Quindi, per me è molto importante tenere il mio corpo in forma, come se fossi un ballerino: quando stai ore e ore su un set o su un palco, il tuo corpo deve reggere e non cedere, ragione per cui ogni mattina corro, faccio stretching, pratico yoga e faccio calisthenics.
Torni in USA dopo l’esperienza alla Festa del Cinema di Roma?

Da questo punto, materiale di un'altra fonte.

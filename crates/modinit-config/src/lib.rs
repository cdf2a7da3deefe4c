//! Configuration for modinit.
//!
//! The generated content never depends on configuration; these settings only
//! choose policy: which toolchain binary to drive, whether existing files may
//! be replaced, what a failed tidy pass means, and how the final listing is
//! produced.
//!
//! Configuration is read from `--config <path>` when given, otherwise from
//! `<config dir>/modinit/config.yaml` when that file exists, otherwise the
//! defaults apply.

use std::path::{Path, PathBuf};

use modinit_core::{InitError, Result};
use serde::{Deserialize, Serialize};
use tracing::debug;

/// What to do when the dependency tidy pass fails.
#[derive(Debug, Clone, Copy, PartialEq, Eq, Default, Serialize, Deserialize)]
#[serde(rename_all = "lowercase")]
pub enum TidyFailurePolicy {
    /// Stop the run and exit nonzero, leaving written files in place.
    #[default]
    Abort,
    /// Log a warning and finish the run successfully.
    Warn,
}

/// One candidate command in the completion listing chain.
#[derive(Debug, Clone, PartialEq, Eq, Serialize, Deserialize)]
pub struct ListingCommand {
    /// Program resolved via PATH
    pub program: String,

    /// Arguments passed verbatim
    #[serde(default)]
    pub args: Vec<String>,
}

impl ListingCommand {
    /// Create a listing command.
    pub fn new(program: impl Into<String>, args: &[&str]) -> Self {
        Self {
            program: program.into(),
            args: args.iter().map(|a| (*a).to_string()).collect(),
        }
    }
}

/// Top-level modinit configuration.
#[derive(Debug, Clone, PartialEq, Eq, Serialize, Deserialize)]
#[serde(default)]
pub struct InitConfig {
    /// Toolchain binary name or path (e.g., "go", "/usr/local/go/bin/go")
    pub toolchain: String,

    /// Replace generated files that already exist
    pub overwrite_existing: bool,

    /// Behaviour when `go mod tidy` fails
    pub tidy_failure: TidyFailurePolicy,

    /// Ordered listing candidates; the first that succeeds is shown
    pub listing: Vec<ListingCommand>,
}

impl Default for InitConfig {
    fn default() -> Self {
        Self {
            toolchain: "go".to_string(),
            overwrite_existing: true,
            tidy_failure: TidyFailurePolicy::Abort,
            listing: vec![
                ListingCommand::new("tree", &["-L", "1", "-a"]),
                ListingCommand::new("ls", &["-la"]),
            ],
        }
    }
}

impl InitConfig {
    /// Load configuration from a YAML file.
    pub fn from_yaml(path: &Path) -> Result<Self> {
        let content = std::fs::read_to_string(path)
            .map_err(|e| InitError::config_not_found_with_source(path, e))?;
        let config: Self = serde_yaml::from_str(&content).map_err(|e| InitError::ConfigInvalid {
            path: path.to_path_buf(),
            message: e.to_string(),
        })?;
        config.validate()?;
        debug!(path = %path.display(), "loaded configuration");
        Ok(config)
    }

    /// Validate the configuration.
    pub fn validate(&self) -> Result<()> {
        if self.toolchain.trim().is_empty() {
            return Err(InitError::ConfigValidation {
                message: "toolchain must not be empty".to_string(),
            });
        }
        if let Some(pos) = self.listing.iter().position(|c| c.program.trim().is_empty()) {
            return Err(InitError::ConfigValidation {
                message: format!("listing entry {pos} has an empty program"),
            });
        }
        Ok(())
    }

    /// Set the overwrite policy.
    pub fn with_overwrite_existing(mut self, overwrite: bool) -> Self {
        self.overwrite_existing = overwrite;
        self
    }

    /// Set the tidy failure policy.
    pub fn with_tidy_failure(mut self, policy: TidyFailurePolicy) -> Self {
        self.tidy_failure = policy;
        self
    }

    /// Set the toolchain binary.
    pub fn with_toolchain(mut self, toolchain: impl Into<String>) -> Self {
        self.toolchain = toolchain.into();
        self
    }

    /// Replace the listing chain.
    pub fn with_listing(mut self, listing: Vec<ListingCommand>) -> Self {
        self.listing = listing;
        self
    }
}

/// Default config file location: `<config dir>/modinit/config.yaml`.
pub fn default_config_path() -> Option<PathBuf> {
    dirs::config_dir().map(|dir| dir.join("modinit").join("config.yaml"))
}

/// Load the effective configuration.
///
/// An explicit path must exist. The default path is optional.
pub fn load_config(explicit: Option<&Path>) -> Result<InitConfig> {
    load_config_from(explicit, default_config_path().as_deref())
}

/// Load configuration with an explicit fallback location.
pub fn load_config_from(explicit: Option<&Path>, fallback: Option<&Path>) -> Result<InitConfig> {
    if let Some(path) = explicit {
        if !path.exists() {
            return Err(InitError::config_not_found(path));
        }
        return InitConfig::from_yaml(path);
    }

    match fallback {
        Some(path) if path.exists() => InitConfig::from_yaml(path),
        _ => {
            debug!("no config file found, using defaults");
            Ok(InitConfig::default())
        }
    }
}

Per via dello sciopero dei lavoratori, io come Leonardo DiCaprio o Joaquin Phoenix non lavoriamo dallo scorso 17 luglio. Sono più di tre mesi che non arriva un provino da sostenere ma non me ne rammarico: le lotte per i diritti che si stanno combattendo oltreoceano servono per proteggere tutti gli attori del mondo contro l’invasione dell’intelligenza artificiale. Si sta cercando un accordo tra i sindacati, ho appena ricevuto un messaggio dal SAG-AFTRA (l’unione degli attori americani di cui è membro, ndr) e speriamo che arrivi il prima possibile.